> **TASK TO COMPLETE**
Collect every line in the records below that contains the word "choices".

Collected data entries:
* * *
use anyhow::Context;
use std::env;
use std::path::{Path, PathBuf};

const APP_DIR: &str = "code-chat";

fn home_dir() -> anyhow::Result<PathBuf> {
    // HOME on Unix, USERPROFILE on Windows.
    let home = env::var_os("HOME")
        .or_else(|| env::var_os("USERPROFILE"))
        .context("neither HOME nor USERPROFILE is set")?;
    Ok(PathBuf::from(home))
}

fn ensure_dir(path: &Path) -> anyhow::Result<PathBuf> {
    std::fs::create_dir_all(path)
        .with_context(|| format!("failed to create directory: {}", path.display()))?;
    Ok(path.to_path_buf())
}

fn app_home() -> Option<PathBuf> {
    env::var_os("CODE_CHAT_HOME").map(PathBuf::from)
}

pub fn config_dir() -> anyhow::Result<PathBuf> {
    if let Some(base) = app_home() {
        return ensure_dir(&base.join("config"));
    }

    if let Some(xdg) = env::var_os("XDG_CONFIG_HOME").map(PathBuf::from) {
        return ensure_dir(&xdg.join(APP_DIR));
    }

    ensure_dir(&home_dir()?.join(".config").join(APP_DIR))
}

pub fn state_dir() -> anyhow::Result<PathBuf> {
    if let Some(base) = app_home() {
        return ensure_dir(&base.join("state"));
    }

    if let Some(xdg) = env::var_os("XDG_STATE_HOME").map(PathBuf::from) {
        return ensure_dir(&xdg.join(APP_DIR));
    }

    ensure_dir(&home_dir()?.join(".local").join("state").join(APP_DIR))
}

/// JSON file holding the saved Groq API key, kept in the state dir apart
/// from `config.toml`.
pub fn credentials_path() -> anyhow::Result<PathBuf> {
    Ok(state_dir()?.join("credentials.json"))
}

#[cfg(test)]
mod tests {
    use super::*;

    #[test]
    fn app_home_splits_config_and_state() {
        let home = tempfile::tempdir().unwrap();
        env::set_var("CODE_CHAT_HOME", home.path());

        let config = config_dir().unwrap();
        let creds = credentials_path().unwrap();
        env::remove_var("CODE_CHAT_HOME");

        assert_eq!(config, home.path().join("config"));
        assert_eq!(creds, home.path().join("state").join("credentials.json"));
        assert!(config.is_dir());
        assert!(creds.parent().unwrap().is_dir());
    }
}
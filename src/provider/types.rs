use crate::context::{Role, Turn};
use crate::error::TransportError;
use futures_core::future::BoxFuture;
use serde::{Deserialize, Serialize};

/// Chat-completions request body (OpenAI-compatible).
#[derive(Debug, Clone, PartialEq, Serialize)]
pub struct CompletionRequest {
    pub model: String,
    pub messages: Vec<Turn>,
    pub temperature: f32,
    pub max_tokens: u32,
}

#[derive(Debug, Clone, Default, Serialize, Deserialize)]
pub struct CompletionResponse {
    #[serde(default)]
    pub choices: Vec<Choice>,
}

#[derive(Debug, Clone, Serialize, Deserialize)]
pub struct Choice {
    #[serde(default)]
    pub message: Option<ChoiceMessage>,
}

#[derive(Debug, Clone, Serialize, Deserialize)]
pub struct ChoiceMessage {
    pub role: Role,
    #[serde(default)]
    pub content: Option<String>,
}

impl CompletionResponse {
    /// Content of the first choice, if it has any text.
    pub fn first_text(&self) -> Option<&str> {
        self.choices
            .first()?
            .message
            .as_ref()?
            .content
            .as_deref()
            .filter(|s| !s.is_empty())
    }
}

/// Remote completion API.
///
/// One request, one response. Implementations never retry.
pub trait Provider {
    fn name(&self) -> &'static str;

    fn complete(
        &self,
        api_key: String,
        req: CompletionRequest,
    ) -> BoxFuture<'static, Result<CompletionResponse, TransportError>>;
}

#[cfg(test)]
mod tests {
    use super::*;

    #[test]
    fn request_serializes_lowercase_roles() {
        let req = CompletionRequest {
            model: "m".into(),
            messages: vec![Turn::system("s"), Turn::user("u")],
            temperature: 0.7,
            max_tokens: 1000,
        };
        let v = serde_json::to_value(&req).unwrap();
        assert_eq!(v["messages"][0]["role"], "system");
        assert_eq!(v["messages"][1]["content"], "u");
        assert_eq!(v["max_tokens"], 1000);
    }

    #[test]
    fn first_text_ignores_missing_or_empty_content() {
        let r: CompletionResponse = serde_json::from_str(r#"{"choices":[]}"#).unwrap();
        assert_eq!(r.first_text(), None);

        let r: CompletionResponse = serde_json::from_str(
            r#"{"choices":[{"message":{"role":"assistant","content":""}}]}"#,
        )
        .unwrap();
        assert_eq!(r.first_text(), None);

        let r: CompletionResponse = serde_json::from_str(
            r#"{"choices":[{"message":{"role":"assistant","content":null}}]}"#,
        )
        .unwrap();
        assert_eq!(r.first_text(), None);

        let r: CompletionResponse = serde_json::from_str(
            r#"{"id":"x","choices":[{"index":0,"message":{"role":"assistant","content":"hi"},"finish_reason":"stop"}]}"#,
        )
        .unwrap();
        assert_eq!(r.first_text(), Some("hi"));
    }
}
* * *
> **RESPONSE TO THIS EXERCISE**
    pub choices: Vec<Choice>,
        self.choices
        let r: CompletionResponse = serde_json::from_str(r#"{"choices":[]}"#).unwrap();
            r#"{"choices":[{"message":{"role":"assistant","content":""}}]}"#,
            r#"{"choices":[{"message":{"role":"assistant","content":null}}]}"#,
            r#"{"id":"x","choices":[{"index":0,"message":{"role":"assistant","content":"hi"},"finish_reason":"stop"}]}"#,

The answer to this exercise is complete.